Question: I have a 1989 38-foot Bayliner with twin 175-hp Hino diesels that have been retrofitted with turbochargers, thus raising each engine to 210 horsepower. As I go from cruise to wide-open throttle (approximately 23 mph at 2800 rpm), turbo exhaust temperatures increase from 700F to 950F on the port engine and 850F on the starboard. When I cut back to 2500 rpm, the temperatures return to 700F. When I purchased my boat in 2002, the exhaust temperatures didn’t change like this. I’ve checked the cooling system, making sure the thermostats open properly and the heat exchangers are clean. I’m now running at 2500 rpm, which reduces my top speed to 15 mph.

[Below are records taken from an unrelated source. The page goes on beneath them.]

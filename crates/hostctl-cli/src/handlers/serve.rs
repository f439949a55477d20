//! `hostctl serve`.

use std::net::IpAddr;

use anyhow::Result;
use hostctl_axum::{CorsConfig, ServerConfig, start_server};

use crate::config::CliConfig;

/// Build the server configuration from CLI flags.
pub fn server_config(
    config: &CliConfig,
    host: IpAddr,
    port: u16,
    token: Option<String>,
    allow_origin: Vec<String>,
) -> ServerConfig {
    let cors = if allow_origin.is_empty() {
        CorsConfig::AllowAll
    } else {
        CorsConfig::AllowOrigins(allow_origin)
    };
    ServerConfig {
        host,
        port,
        data_root: config.data_root.clone(),
        settings: config.settings.clone(),
        cors,
        auth_token: token.filter(|t| !t.trim().is_empty()),
    }
}

pub async fn execute(server: ServerConfig) -> Result<()> {
    start_server(server).await
}
//! HTTP request handlers for the Axum web server.
//!
//! Handlers are thin: they validate input, call the session registry or
//! the job tracker, and shape the response.

pub mod jobs;
pub mod logs;
pub mod sessions;
pub mod terminal;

— Roger Blanchette Torrance, CA
Professor Diesel: The rise in exhaust temperature could be normal because of the increase in horsepower. Horsepower is basically controlled heat. The more fuel and air you put into a diesel the higher the exhaust gas temperature is going to be. But the difference in the exhaust-gas temperatures between the engines may be a concern. First, I’d suggest you determine your actual engine temperatures using an infrared thermometer. This will assure that your gauges are not bad. Next, I’d closely examine the entire seawater system on the port engine. Replace the impeller on the seawater pump and make sure the pump itself, all related belts, the seacock, and sea strainer are in good working order. Also, look for excessive bends in the engine’s exhaust hose or restrictions in its exhaust-mixing elbow. And finally, bear in mind that full-load speed for most pleasureboat engines is a one-hour rating. That means under perfect conditions the engine will be able to safely run at wide-open throttle for one hour out of ten. After that hour is up, you should cut back to recommended continuous engine speed.
Professor Diesel is Larry Berlin, director of Mack Boring’s Training Services division.